=== Section Start ===

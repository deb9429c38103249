// Chart service - one redraw: resolve window, fetch, scale, project
use crate::application::data_source::SensorDataSource;
use crate::domain::chart::{RenderContext, RenderFrame};
use crate::domain::error::ChartError;
use crate::domain::interval::Interval;
use crate::domain::scale::ValueRange;
use crate::domain::sensor::{Column, Series};
use crate::domain::transform::PlotRect;
use crate::domain::window::{LabelStyle, TimeWindow};
use chrono::{DateTime, Utc};
use serde::Serialize;
use std::sync::Arc;
use std::time::Duration;

pub const DEFAULT_FETCH_TIMEOUT: Duration = Duration::from_secs(10);

/// What a chart shows; changed by the user, read at every redraw
#[derive(Debug, Clone, Copy, Default, PartialEq, Eq, Serialize)]
pub struct ChartSettings {
    pub interval: Interval,
    pub column: Column,
}

#[derive(Clone)]
pub struct ChartService {
    source: Arc<dyn SensorDataSource>,
    rect: PlotRect,
    labels: LabelStyle,
    fetch_timeout: Duration,
}

impl ChartService {
    pub fn new(
        source: Arc<dyn SensorDataSource>,
        rect: PlotRect,
        labels: LabelStyle,
        fetch_timeout: Duration,
    ) -> Self {
        Self {
            source,
            rect,
            labels,
            fetch_timeout,
        }
    }

    /// Build the frame for `series` as of `now`.
    ///
    /// `Ok(None)` means the source had no samples in the window: nothing to
    /// draw, but not a failure either.
    pub async fn render(
        &self,
        series: &str,
        settings: ChartSettings,
        now: DateTime<Utc>,
    ) -> Result<Option<RenderFrame>, ChartError> {
        let window = TimeWindow::resolve_in(settings.interval, now, self.labels.offset());

        let columns = [settings.column];
        let fetch = self
            .source
            .fetch_series(series, window.min_t(), window.max_t(), &columns);
        let readings = tokio::time::timeout(self.fetch_timeout, fetch)
            .await
            .map_err(|_| {
                ChartError::FetchFailure(format!(
                    "no response within {}s",
                    self.fetch_timeout.as_secs_f64()
                ))
            })?
            .map_err(|e| ChartError::FetchFailure(format!("{:#}", e)))?;

        let samples = Series::new(readings.sensor_data);
        if samples.is_empty() {
            tracing::debug!("{}: no samples for the last {}", series, settings.interval);
            return Ok(None);
        }

        let range = ValueRange::scale(&samples, settings.column)?;
        tracing::debug!(
            "{}: {} samples, {} in [{}, {}] step {}",
            series,
            samples.len(),
            settings.column,
            range.min_v(),
            range.max_v(),
            range.step()
        );

        let context = RenderContext::new(window, range, self.rect);
        Ok(Some(context.frame(
            &readings.address,
            &samples,
            settings.column,
            &self.labels,
        )))
    }
}
// Chart error taxonomy
use crate::domain::sensor::Column;
use thiserror::Error;

/// Everything that can abort a redraw.
///
/// An empty series is deliberately absent: it is the "nothing to draw" path,
/// reported as `Ok(None)` by the chart service.
#[derive(Debug, Clone, Error, PartialEq)]
pub enum ChartError {
    #[error("invalid interval `{0}` (expected day, week, month or year)")]
    InvalidInterval(String),

    #[error("invalid column `{0}`")]
    InvalidColumn(String),

    #[error("invalid label settings: {0}")]
    InvalidLabels(String),

    #[error("no {0} values in the returned series")]
    NoData(Column),

    #[error("fetch failed: {0}")]
    FetchFailure(String),
}
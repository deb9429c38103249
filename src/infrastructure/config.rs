use crate::application::chart_instance::DEFAULT_POLL_INTERVAL;
use crate::application::chart_service::{ChartSettings, DEFAULT_FETCH_TIMEOUT};
use crate::domain::interval::Interval;
use crate::domain::sensor::Column;
use crate::domain::transform::{
    PlotRect, DEFAULT_CANVAS_HEIGHT, DEFAULT_CANVAS_WIDTH, DEFAULT_MARGIN_X, DEFAULT_MARGIN_Y,
};
use crate::domain::window::LabelStyle;
use anyhow::ensure;
use serde::Deserialize;
use std::time::Duration;

#[derive(Debug, Deserialize, Clone, Default)]
pub struct DashboardConfig {
    #[serde(default)]
    pub server: ServerSettings,
    #[serde(default)]
    pub source: SourceSettings,
    #[serde(default)]
    pub display: DisplaySettings,
    #[serde(default)]
    pub plot: PlotSettings,
    #[serde(default)]
    pub charts: Vec<ChartConfig>,
}

#[derive(Debug, Deserialize, Clone)]
pub struct ServerSettings {
    #[serde(default = "default_listen")]
    pub listen: String,
}

#[derive(Debug, Deserialize, Clone)]
pub struct SourceSettings {
    #[serde(default = "default_host")]
    pub host: String,
    #[serde(default = "default_port")]
    pub port: u16,
    #[serde(default = "default_timeout_secs")]
    pub timeout_secs: u64,
}

#[derive(Debug, Deserialize, Clone)]
pub struct DisplaySettings {
    #[serde(default = "default_locale")]
    pub locale: String,
    #[serde(default)]
    pub utc_offset_minutes: i32,
    #[serde(default = "default_poll_secs")]
    pub poll_secs: u64,
}

#[derive(Debug, Deserialize, Clone)]
pub struct PlotSettings {
    #[serde(default = "default_width")]
    pub width: f64,
    #[serde(default = "default_height")]
    pub height: f64,
    #[serde(default = "default_margin_x")]
    pub margin_x: f64,
    #[serde(default = "default_margin_y")]
    pub margin_y: f64,
}

#[derive(Debug, Deserialize, Clone)]
pub struct ChartConfig {
    pub name: String,
    #[serde(default)]
    pub interval: Interval,
    #[serde(default)]
    pub column: Column,
}

fn default_listen() -> String {
    "0.0.0.0:8080".to_string()
}

fn default_host() -> String {
    "127.0.0.1".to_string()
}

fn default_port() -> u16 {
    5000
}

fn default_timeout_secs() -> u64 {
    DEFAULT_FETCH_TIMEOUT.as_secs()
}

fn default_locale() -> String {
    "POSIX".to_string()
}

fn default_poll_secs() -> u64 {
    DEFAULT_POLL_INTERVAL.as_secs()
}

fn default_width() -> f64 {
    DEFAULT_CANVAS_WIDTH
}

fn default_height() -> f64 {
    DEFAULT_CANVAS_HEIGHT
}

fn default_margin_x() -> f64 {
    DEFAULT_MARGIN_X
}

fn default_margin_y() -> f64 {
    DEFAULT_MARGIN_Y
}

impl Default for ServerSettings {
    fn default() -> Self {
        Self {
            listen: default_listen(),
        }
    }
}

impl Default for SourceSettings {
    fn default() -> Self {
        Self {
            host: default_host(),
            port: default_port(),
            timeout_secs: default_timeout_secs(),
        }
    }
}

impl Default for DisplaySettings {
    fn default() -> Self {
        Self {
            locale: default_locale(),
            utc_offset_minutes: 0,
            poll_secs: default_poll_secs(),
        }
    }
}

impl Default for PlotSettings {
    fn default() -> Self {
        Self {
            width: default_width(),
            height: default_height(),
            margin_x: default_margin_x(),
            margin_y: default_margin_y(),
        }
    }
}

impl SourceSettings {
    pub fn base_url(&self) -> String {
        format!("http://{}:{}", self.host, self.port)
    }

    pub fn timeout(&self) -> Duration {
        Duration::from_secs(self.timeout_secs)
    }
}

impl DisplaySettings {
    pub fn label_style(&self) -> anyhow::Result<LabelStyle> {
        Ok(LabelStyle::new(&self.locale, self.utc_offset_minutes)?)
    }

    pub fn poll_interval(&self) -> Duration {
        Duration::from_secs(self.poll_secs)
    }
}

impl PlotSettings {
    pub fn rect(&self) -> anyhow::Result<PlotRect> {
        let rect = PlotRect::from_canvas(self.width, self.height, self.margin_x, self.margin_y);
        ensure!(
            rect.is_drawable(),
            "plot margins {}x{} leave no room on a {}x{} canvas",
            self.margin_x,
            self.margin_y,
            self.width,
            self.height
        );
        Ok(rect)
    }
}

impl ChartConfig {
    pub fn settings(&self) -> ChartSettings {
        ChartSettings {
            interval: self.interval,
            column: self.column,
        }
    }
}

impl DashboardConfig {
    /// Check everything that would otherwise only fail at the first redraw
    pub fn validate(&self) -> anyhow::Result<()> {
        self.plot.rect()?;
        self.display.label_style()?;
        ensure!(self.display.poll_secs > 0, "display.poll_secs must be positive");
        ensure!(self.source.timeout_secs > 0, "source.timeout_secs must be positive");

        let mut names: Vec<&str> = self.charts.iter().map(|c| c.name.as_str()).collect();
        names.sort_unstable();
        if let Some(dup) = names.windows(2).find(|w| w[0] == w[1]) {
            anyhow::bail!("chart `{}` is configured twice", dup[0]);
        }
        Ok(())
    }
}

/// Load `config/dashboard.*` (optional), overlaid with `DASHBOARD__*` env vars
pub fn load_dashboard_config() -> anyhow::Result<DashboardConfig> {
    let settings = config::Config::builder()
        .add_source(config::File::with_name("config/dashboard").required(false))
        .add_source(config::Environment::with_prefix("DASHBOARD").separator("__"))
        .build()?;

    let dashboard: DashboardConfig = settings.try_deserialize()?;
    dashboard.validate()?;
    Ok(dashboard)
}

#[cfg(test)]
fn parse_dashboard_config(toml: &str) -> anyhow::Result<DashboardConfig> {
    let settings = config::Config::builder()
        .add_source(config::File::from_str(toml, config::FileFormat::Toml))
        .build()?;

    let dashboard: DashboardConfig = settings.try_deserialize()?;
    dashboard.validate()?;
    Ok(dashboard)
}

#[cfg(test)]
mod tests {
    use super::*;

    #[test]
    fn test_empty_config_uses_defaults() {
        let config = parse_dashboard_config("").unwrap();

        assert_eq!(config.server.listen, "0.0.0.0:8080");
        assert_eq!(config.source.base_url(), "http://127.0.0.1:5000");
        assert_eq!(config.source.timeout(), Duration::from_secs(10));
        assert_eq!(config.display.poll_interval(), Duration::from_secs(8));
        assert_eq!(config.plot.rect().unwrap(), PlotRect::default());
        assert!(config.charts.is_empty());
    }

    #[test]
    fn test_parse_charts() {
        let config = parse_dashboard_config(
            r#"
            [source]
            host = "192.168.2.231"

            [display]
            utc_offset_minutes = 120

            [[charts]]
            name = "kitchen"

            [[charts]]
            name = "garage"
            interval = "month"
            column = "accelerationZ"
            "#,
        )
        .unwrap();

        assert_eq!(config.source.base_url(), "http://192.168.2.231:5000");
        assert_eq!(config.charts.len(), 2);
        assert_eq!(config.charts[0].settings(), ChartSettings::default());
        assert_eq!(
            config.charts[1].settings(),
            ChartSettings {
                interval: Interval::Month,
                column: Column::AccelerationZ,
            }
        );
    }

    #[test]
    fn test_reject_unknown_interval() {
        let err = parse_dashboard_config(
            r#"
            [[charts]]
            name = "kitchen"
            interval = "fortnight"
            "#,
        )
        .unwrap_err();
        assert!(err.to_string().contains("fortnight"), "{}", err);
    }

    #[test]
    fn test_reject_unusable_settings() {
        assert!(parse_dashboard_config("[plot]\nwidth = 60.0").is_err());
        assert!(parse_dashboard_config("[display]\nlocale = \"xx_NOPE\"").is_err());
        assert!(parse_dashboard_config("[display]\npoll_secs = 0").is_err());
        assert!(
            parse_dashboard_config("[[charts]]\nname = \"a\"\n[[charts]]\nname = \"a\"").is_err()
        );
    }
}
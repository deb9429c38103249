// Application layer - Use cases and the seams to external collaborators
pub mod chart_instance;
pub mod chart_service;
pub mod data_source;
pub mod renderer;

#[cfg(test)]
pub mod test_support;
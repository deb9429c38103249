// Infrastructure layer - External dependencies and adapters
pub mod config;
pub mod frame_store;
pub mod http_source;
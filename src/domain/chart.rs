// Render context and the frame handed to a renderer
use crate::domain::interval::Interval;
use crate::domain::scale::{tick_label, ValueRange};
use crate::domain::sensor::{Column, Series};
use crate::domain::transform::{PlotRect, Transform};
use crate::domain::window::{LabelStyle, TimeWindow};
use serde::Serialize;

/// Everything one redraw derives from its inputs, built fresh each time.
#[derive(Debug, Clone, Copy)]
pub struct RenderContext {
    pub window: TimeWindow,
    pub range: ValueRange,
    pub transform: Transform,
}

impl RenderContext {
    pub fn new(window: TimeWindow, range: ValueRange, rect: PlotRect) -> Self {
        Self {
            window,
            range,
            transform: Transform::new(rect, &window, &range),
        }
    }

    pub fn frame(
        &self,
        address: &str,
        series: &Series,
        column: Column,
        labels: &LabelStyle,
    ) -> RenderFrame {
        let interval = self.window.interval();

        let ticks_x = self
            .window
            .ticks()
            .into_iter()
            .map(|t| AxisTick {
                position: self.transform.to_x(t),
                label: labels.format(interval, t),
            })
            .collect();

        let ticks_y = self
            .range
            .ticks()
            .into_iter()
            .map(|v| AxisTick {
                position: self.transform.to_y(v),
                label: tick_label(v),
            })
            .collect();

        let points = series
            .samples()
            .iter()
            .filter_map(|s| {
                let v = s.value(column).filter(|v| v.is_finite())?;
                Some(PlotPoint {
                    x: self.transform.to_x(s.time),
                    y: self.transform.to_y(v),
                })
            })
            .collect();

        RenderFrame {
            address: address.to_string(),
            interval,
            column,
            unit: column.unit(),
            rect: self.transform.rect(),
            ticks_x,
            ticks_y,
            points,
            zero_crossing_y: self
                .range
                .crosses_zero()
                .then(|| self.transform.to_y(0.0)),
        }
    }
}

#[derive(Debug, Clone, PartialEq, Serialize)]
pub struct AxisTick {
    pub position: f64,
    pub label: String,
}

#[derive(Debug, Clone, Copy, PartialEq, Serialize)]
pub struct PlotPoint {
    pub x: f64,
    pub y: f64,
}

/// Pixel-space description of one chart; drawing it is the renderer's job.
#[derive(Debug, Clone, PartialEq, Serialize)]
pub struct RenderFrame {
    pub address: String,
    pub interval: Interval,
    pub column: Column,
    pub unit: &'static str,
    pub rect: PlotRect,
    pub ticks_x: Vec<AxisTick>,
    pub ticks_y: Vec<AxisTick>,
    pub points: Vec<PlotPoint>,
    pub zero_crossing_y: Option<f64>,
}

=== Section End ===

▶ [Aim of the exercise]
Please state how many lines hold the string "TimeWindow" in the listing above, giving the figure alone.

▶ [Reply]
5